The employer, the corporation, had already contributed the
assets to the frozen plan, plan 2, prior to 1983; it could not
contribute assets that it did not own. In Albertson's, Inc. v.
Commissioner, 95 T.C. 415, 426 (1990), affd. 42 F.3d 537 (9th
Cir. 1994), the Court stated:
Contributions to qualified plans are held and invested
by the trustee or insurance company until the time of
distribution to the employee. The assets contributed
to the trustee or insurance company cease to be assets
of the employer and are not subject to the debts,
obligations, and creditors of the employer. * * *
A review of the law applicable to plan mergers is necessary
to determine if a plan beneficiary should be taxed when pension
plans merge. The regulations define a merger of plans to mean a
"combining of two or more plans into a single plan." Sec.

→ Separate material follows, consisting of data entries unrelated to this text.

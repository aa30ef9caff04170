//! Schema Registry
//!
//! Loads compiled schema modules and resolves type names against them.
//!
//! A compiled module is a `FileDescriptorSet` written by
//! `protoc --include_imports --descriptor_set_out`. Every `.proto` file found
//! in the loaded sets becomes one module, named after its path
//! (`pkgA/widget.proto` -> `pkgA.widget`). Imports that show up in several
//! sets are loaded once.

use std::fs;
use std::path::{Path, PathBuf};
use std::sync::Arc;

use fuzzy_matcher::skim::SkimMatcherV2;
use fuzzy_matcher::FuzzyMatcher;
use prost::Message;
use prost_types::FileDescriptorSet;
use tracing::{debug, warn};
use walkdir::WalkDir;

use crate::checksum::CompileManifest;
use crate::error::{ProtopadError, Result};
use crate::schema::{top_level_messages, MessageDescriptor, SchemaPool};

/// File extension of compiled modules
pub const COMPILED_EXTENSION: &str = "pb";

/// Source of schema definitions
pub trait SchemaModule {
    /// Label used in logs (usually the artifact path)
    fn label(&self) -> String;

    /// Load the descriptors this module provides
    fn load(&self) -> Result<FileDescriptorSet>;
}

/// A descriptor-set file produced by `protoc`
pub struct CompiledModule {
    path: PathBuf,
}

impl CompiledModule {
    pub fn new(path: impl Into<PathBuf>) -> Self {
        Self { path: path.into() }
    }
}

impl SchemaModule for CompiledModule {
    fn label(&self) -> String {
        self.path.display().to_string()
    }

    fn load(&self) -> Result<FileDescriptorSet> {
        let data = fs::read(&self.path)?;
        FileDescriptorSet::decode(data.as_slice()).map_err(|e| ProtopadError::SchemaLoad {
            module: self.label(),
            reason: e.to_string(),
        })
    }
}

/// Descriptors held in memory
pub struct StaticModule {
    label: String,
    set: FileDescriptorSet,
}

impl StaticModule {
    pub fn new(label: impl Into<String>, set: FileDescriptorSet) -> Self {
        Self {
            label: label.into(),
            set,
        }
    }
}

impl SchemaModule for StaticModule {
    fn label(&self) -> String {
        self.label.clone()
    }

    fn load(&self) -> Result<FileDescriptorSet> {
        Ok(self.set.clone())
    }
}

/// Find every compiled module below `compiled_dir`, in a stable order
pub fn compiled_modules(compiled_dir: &Path) -> Vec<Box<dyn SchemaModule>> {
    let mut paths: Vec<PathBuf> = WalkDir::new(compiled_dir)
        .into_iter()
        .filter_map(|e| e.ok())
        .map(|e| e.into_path())
        .filter(|p| p.is_file())
        .filter(|p| p.extension().map(|ext| ext == COMPILED_EXTENSION).unwrap_or(false))
        .collect();
    paths.sort();

    paths
        .into_iter()
        .map(|p| Box::new(CompiledModule::new(p)) as Box<dyn SchemaModule>)
        .collect()
}

/// Every message type of every loaded module
pub struct SchemaRegistry {
    pool: Arc<SchemaPool>,
}

impl SchemaRegistry {
    /// Build a registry from modules.
    ///
    /// Modules that fail to load, and files that cannot be represented, are
    /// logged and skipped; they never abort the scan.
    pub fn from_modules(modules: &[Box<dyn SchemaModule>]) -> Self {
        let mut files = Vec::new();
        for module in modules {
            debug!("Loading module: {}", module.label());
            match module.load() {
                Ok(set) => {
                    for file in &set.file {
                        debug!("  Found file: {}", file.name());
                    }
                    files.extend(set.file);
                }
                Err(e) => warn!("  (Module {} could not be loaded: {})", module.label(), e),
            }
        }

        let (pool, errors) = SchemaPool::build(files);
        for error in errors {
            warn!("  Skipping: {}", error);
        }

        let pool = Arc::new(pool);
        for desc in top_level_messages(&pool) {
            debug!("  Found message type: {}", desc.qualified_name());
        }

        Self { pool }
    }

    /// Load every compiled module below `compiled_dir`
    pub fn load(compiled_dir: &Path) -> Self {
        if let Some(manifest) = CompileManifest::read(compiled_dir) {
            for stale in manifest.stale_sources() {
                warn!(
                    "{} changed since it was compiled; run `protopad register --recompile`",
                    stale.display()
                );
            }
        }
        Self::from_modules(&compiled_modules(compiled_dir))
    }

    /// Every resolvable (top-level) message type
    pub fn message_types(&self) -> Vec<MessageDescriptor> {
        top_level_messages(&self.pool)
    }

    /// Resolve a bare or prefixed type name to exactly one message type.
    ///
    /// `prefix.TypeName` keeps only candidates whose module name contains
    /// `prefix` as a substring.
    pub fn resolve(&self, type_name: &str) -> Result<MessageDescriptor> {
        let options = self.message_types();
        if options.is_empty() {
            return Err(ProtopadError::NoSchemas);
        }

        let (prefix, name) = match type_name.rsplit_once('.') {
            Some((prefix, name)) => (prefix, name),
            None => ("", type_name),
        };

        let mut selection: Vec<MessageDescriptor> = options
            .iter()
            .filter(|desc| desc.name() == name && desc.module_name().contains(prefix))
            .cloned()
            .collect();

        match selection.len() {
            0 => Err(ProtopadError::TypeNotFound {
                name: name.to_string(),
                suggestions: suggest(&options, name),
            }),
            1 => Ok(selection.remove(0)),
            _ => Err(ProtopadError::TypeAmbiguous {
                name: name.to_string(),
                candidates: selection.iter().map(|d| d.qualified_name()).collect(),
            }),
        }
    }
}

/// Up to three closest type names for a failed lookup
fn suggest(options: &[MessageDescriptor], query: &str) -> Vec<String> {
    let matcher = SkimMatcherV2::default();
    let mut scored: Vec<(i64, String)> = options
        .iter()
        .filter_map(|desc| {
            matcher
                .fuzzy_match(desc.name(), query)
                .map(|score| (score, desc.qualified_name()))
        })
        .collect();

    // Sort by score descending
    scored.sort_by(|a, b| b.0.cmp(&a.0).then_with(|| a.1.cmp(&b.1)));
    scored.dedup_by(|a, b| a.1 == b.1);
    scored.into_iter().take(3).map(|(_, name)| name).collect()
}

#[cfg(test)]
mod tests {
    use super::*;
    use crate::test_utils::{fixture_registry, module, testdata_file};
    use tempfile::tempdir;

    #[test]
    fn test_resolve_bare_name() {
        let registry = fixture_registry();
        let desc = registry.resolve("Outer").unwrap();
        assert_eq!(desc.full_name(), "testdata.Outer");
        assert_eq!(desc.module_name(), "testdata");
    }

    #[test]
    fn test_resolve_ambiguous() {
        let registry = fixture_registry();
        match registry.resolve("Widget") {
            Err(ProtopadError::TypeAmbiguous { candidates, .. }) => {
                assert_eq!(candidates, vec!["pkgA.widget.Widget", "pkgB.widget.Widget"]);
            }
            other => panic!("Expected TypeAmbiguous, got {:?}", other),
        }
    }

    #[test]
    fn test_resolve_with_prefix() {
        let registry = fixture_registry();
        let desc = registry.resolve("pkgA.Widget").unwrap();
        assert_eq!(desc.full_name(), "pkgA.Widget");
        assert!(desc.field_by_name("size").is_some());

        // Any substring of the module name works
        let desc = registry.resolve("B.Widget").unwrap();
        assert_eq!(desc.full_name(), "pkgB.Widget");
    }

    #[test]
    fn test_resolve_not_found_suggests() {
        let registry = fixture_registry();
        match registry.resolve("Envelop") {
            Err(ProtopadError::TypeNotFound { name, suggestions }) => {
                assert_eq!(name, "Envelop");
                assert!(suggestions.contains(&"testdata.Envelope".to_string()));
            }
            other => panic!("Expected TypeNotFound, got {:?}", other),
        }
        assert!(matches!(
            registry.resolve("NoSuchType"),
            Err(ProtopadError::TypeNotFound { .. })
        ));
    }

    #[test]
    fn test_nested_types_not_resolvable() {
        let registry = fixture_registry();
        assert!(matches!(
            registry.resolve("CountersEntry"),
            Err(ProtopadError::TypeNotFound { .. })
        ));
    }

    #[test]
    fn test_empty_registry() {
        let registry = SchemaRegistry::from_modules(&[]);
        assert!(matches!(registry.resolve("Anything"), Err(ProtopadError::NoSchemas)));
    }

    #[test]
    fn test_corrupt_module_is_skipped() {
        let dir = tempdir().unwrap();
        fs::write(dir.path().join("broken.pb"), b"\xff\xff\xff\xff").unwrap();
        let good = FileDescriptorSet {
            file: vec![testdata_file()],
        };
        fs::write(dir.path().join("testdata.pb"), good.encode_to_vec()).unwrap();
        fs::write(dir.path().join("notes.txt"), b"ignored").unwrap();

        let registry = SchemaRegistry::load(dir.path());
        assert!(registry.resolve("Inner").is_ok());
    }

    #[test]
    fn test_static_and_compiled_modules_mix() {
        let dir = tempdir().unwrap();
        let nested = dir.path().join("pkgA");
        fs::create_dir_all(&nested).unwrap();
        let widgets = FileDescriptorSet {
            file: crate::test_utils::widget_files(),
        };
        fs::write(nested.join("widget.pb"), widgets.encode_to_vec()).unwrap();

        let mut modules = compiled_modules(dir.path());
        assert_eq!(modules.len(), 1);
        modules.push(module("testdata", vec![testdata_file()]));

        let registry = SchemaRegistry::from_modules(&modules);
        assert!(registry.resolve("pkgB.Widget").is_ok());
        assert!(registry.resolve("TestMessage").is_ok());
    }
}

1.414(l)-1(b)(2), Income Tax Regs. Although the regulations are
specific and detailed concerning the requirements of a plan
merger, there is no reference to beneficiaries' being taxable as
a consequence of a plan merger. The legislative history of
section 414(l) is also devoid of any suggestion that a merger
could constitute a taxable event for a beneficiary.
The case closest to point is William Bryen Co. v.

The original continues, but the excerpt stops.